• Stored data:
==*==

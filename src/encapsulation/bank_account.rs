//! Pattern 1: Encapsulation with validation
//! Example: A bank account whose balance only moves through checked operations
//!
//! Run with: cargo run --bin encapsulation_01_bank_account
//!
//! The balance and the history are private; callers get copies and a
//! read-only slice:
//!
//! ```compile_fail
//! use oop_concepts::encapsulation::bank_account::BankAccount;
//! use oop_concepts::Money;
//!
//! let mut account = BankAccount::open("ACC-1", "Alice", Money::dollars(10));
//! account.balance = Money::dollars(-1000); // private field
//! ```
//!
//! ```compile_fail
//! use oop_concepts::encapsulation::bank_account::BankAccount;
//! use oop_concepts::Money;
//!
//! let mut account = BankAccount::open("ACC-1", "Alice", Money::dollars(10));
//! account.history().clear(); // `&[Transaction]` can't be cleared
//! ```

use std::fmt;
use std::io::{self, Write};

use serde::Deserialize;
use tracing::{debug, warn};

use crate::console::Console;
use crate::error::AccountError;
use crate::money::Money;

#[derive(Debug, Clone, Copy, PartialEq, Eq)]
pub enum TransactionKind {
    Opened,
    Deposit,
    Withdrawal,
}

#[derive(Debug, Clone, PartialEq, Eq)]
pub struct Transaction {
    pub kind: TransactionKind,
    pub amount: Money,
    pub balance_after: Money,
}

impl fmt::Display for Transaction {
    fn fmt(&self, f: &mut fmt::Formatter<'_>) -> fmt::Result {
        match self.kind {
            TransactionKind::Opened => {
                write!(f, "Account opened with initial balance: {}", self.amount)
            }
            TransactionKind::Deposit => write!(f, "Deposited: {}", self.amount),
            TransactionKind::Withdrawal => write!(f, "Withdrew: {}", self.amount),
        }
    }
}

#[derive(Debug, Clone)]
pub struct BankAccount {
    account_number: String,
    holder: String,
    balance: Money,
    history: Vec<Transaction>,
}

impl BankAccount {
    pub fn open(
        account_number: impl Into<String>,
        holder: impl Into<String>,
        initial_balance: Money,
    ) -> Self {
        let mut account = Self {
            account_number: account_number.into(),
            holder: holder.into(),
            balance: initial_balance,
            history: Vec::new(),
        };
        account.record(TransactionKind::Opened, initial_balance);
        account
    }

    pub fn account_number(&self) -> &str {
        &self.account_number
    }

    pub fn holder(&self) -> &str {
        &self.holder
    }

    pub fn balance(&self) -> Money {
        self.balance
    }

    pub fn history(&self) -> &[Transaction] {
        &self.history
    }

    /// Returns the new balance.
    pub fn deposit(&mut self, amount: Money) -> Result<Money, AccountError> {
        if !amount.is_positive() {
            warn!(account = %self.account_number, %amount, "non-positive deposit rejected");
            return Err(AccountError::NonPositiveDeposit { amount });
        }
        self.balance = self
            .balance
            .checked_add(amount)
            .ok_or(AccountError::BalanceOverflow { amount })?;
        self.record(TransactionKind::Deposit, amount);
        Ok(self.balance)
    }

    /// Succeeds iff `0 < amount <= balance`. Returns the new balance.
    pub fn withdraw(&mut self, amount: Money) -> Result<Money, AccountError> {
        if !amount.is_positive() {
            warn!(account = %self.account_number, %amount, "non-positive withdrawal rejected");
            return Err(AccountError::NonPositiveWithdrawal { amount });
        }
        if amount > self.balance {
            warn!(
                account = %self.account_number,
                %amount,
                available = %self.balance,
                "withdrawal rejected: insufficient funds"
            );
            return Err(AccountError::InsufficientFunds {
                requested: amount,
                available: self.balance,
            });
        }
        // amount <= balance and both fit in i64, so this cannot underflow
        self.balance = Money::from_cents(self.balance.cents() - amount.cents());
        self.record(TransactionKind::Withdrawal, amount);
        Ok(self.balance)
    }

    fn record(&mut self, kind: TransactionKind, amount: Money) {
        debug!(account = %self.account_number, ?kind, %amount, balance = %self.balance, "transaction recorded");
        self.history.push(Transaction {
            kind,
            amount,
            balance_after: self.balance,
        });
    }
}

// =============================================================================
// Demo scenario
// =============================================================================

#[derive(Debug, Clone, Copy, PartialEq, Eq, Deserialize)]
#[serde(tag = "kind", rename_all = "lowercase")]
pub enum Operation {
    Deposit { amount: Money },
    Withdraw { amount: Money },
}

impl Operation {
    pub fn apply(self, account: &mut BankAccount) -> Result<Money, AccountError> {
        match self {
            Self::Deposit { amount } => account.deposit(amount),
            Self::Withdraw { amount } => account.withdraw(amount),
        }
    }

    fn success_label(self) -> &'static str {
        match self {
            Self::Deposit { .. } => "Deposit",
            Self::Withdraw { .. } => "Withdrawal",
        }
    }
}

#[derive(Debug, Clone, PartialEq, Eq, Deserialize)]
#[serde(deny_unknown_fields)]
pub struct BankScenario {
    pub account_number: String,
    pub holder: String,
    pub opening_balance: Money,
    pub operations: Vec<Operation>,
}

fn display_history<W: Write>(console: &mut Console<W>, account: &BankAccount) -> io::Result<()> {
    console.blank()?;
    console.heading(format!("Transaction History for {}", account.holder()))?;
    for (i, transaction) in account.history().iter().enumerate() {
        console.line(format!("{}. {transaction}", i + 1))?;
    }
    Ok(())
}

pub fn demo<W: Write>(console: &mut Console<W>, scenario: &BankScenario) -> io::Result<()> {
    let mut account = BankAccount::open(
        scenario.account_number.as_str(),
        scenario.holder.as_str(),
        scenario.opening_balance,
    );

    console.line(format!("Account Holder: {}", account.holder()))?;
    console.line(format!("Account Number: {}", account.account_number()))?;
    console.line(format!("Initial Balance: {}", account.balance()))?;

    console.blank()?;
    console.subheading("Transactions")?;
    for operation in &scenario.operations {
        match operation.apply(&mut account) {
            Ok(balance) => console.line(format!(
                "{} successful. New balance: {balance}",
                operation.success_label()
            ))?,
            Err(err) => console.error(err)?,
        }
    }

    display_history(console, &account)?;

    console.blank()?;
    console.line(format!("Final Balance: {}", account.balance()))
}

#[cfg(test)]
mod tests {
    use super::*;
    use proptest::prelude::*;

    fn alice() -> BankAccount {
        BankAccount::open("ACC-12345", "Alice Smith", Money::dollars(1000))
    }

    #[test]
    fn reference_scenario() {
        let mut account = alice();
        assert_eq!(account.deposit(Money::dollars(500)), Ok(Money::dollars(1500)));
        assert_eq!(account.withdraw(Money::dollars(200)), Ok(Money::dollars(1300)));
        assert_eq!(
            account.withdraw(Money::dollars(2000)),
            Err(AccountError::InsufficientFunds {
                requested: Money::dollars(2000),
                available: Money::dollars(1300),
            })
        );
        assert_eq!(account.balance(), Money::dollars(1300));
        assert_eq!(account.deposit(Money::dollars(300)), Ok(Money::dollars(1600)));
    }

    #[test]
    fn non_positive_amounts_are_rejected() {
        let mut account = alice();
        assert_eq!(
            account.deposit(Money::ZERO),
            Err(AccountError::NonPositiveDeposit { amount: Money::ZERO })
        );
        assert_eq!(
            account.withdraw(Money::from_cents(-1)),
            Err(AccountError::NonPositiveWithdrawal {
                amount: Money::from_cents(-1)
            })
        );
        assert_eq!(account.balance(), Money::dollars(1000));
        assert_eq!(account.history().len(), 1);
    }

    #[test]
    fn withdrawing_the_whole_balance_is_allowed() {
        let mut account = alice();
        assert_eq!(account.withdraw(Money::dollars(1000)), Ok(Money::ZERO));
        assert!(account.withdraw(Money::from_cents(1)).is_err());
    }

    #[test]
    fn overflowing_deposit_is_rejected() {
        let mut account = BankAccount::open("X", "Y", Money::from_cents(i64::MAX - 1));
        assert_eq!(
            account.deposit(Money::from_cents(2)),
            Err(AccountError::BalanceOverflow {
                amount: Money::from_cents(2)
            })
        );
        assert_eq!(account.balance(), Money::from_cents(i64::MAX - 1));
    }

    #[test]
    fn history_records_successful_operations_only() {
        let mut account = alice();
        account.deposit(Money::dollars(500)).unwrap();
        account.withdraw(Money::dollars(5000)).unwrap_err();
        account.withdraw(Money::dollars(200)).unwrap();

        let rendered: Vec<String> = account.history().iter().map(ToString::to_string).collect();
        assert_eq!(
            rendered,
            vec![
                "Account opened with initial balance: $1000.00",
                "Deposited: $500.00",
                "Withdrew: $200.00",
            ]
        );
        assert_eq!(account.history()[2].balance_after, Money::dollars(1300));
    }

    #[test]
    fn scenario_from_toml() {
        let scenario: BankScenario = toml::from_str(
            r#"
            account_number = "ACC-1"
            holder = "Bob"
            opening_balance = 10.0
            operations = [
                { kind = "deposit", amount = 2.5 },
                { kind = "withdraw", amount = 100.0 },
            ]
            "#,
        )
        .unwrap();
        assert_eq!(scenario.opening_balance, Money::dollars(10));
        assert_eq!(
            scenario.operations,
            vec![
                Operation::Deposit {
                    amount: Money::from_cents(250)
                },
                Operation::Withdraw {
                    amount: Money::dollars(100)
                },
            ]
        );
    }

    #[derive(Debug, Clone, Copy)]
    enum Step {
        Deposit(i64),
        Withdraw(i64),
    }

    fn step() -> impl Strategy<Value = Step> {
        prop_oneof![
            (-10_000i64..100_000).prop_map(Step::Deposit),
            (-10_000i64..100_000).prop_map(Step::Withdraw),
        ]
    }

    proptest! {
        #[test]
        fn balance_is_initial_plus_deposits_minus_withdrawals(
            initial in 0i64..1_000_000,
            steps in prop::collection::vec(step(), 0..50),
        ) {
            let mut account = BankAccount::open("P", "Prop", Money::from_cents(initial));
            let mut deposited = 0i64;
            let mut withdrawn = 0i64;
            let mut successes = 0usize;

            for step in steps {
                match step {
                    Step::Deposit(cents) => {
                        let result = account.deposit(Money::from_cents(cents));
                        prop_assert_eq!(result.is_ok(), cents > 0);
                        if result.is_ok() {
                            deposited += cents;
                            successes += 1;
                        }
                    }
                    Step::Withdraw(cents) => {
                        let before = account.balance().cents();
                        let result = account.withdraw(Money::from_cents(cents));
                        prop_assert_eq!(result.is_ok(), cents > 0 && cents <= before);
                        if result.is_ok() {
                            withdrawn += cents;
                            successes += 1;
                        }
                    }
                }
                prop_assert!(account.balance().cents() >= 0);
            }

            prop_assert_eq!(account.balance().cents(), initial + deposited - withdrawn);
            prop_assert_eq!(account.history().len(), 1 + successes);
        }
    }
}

==*==

• REQUIRED WORK: Reproduce every line in the data that has the word "before" in it.

• EXERCISE RESULT:
                        let before = account.balance().cents();
                        prop_assert_eq!(result.is_ok(), cents > 0 && cents <= before);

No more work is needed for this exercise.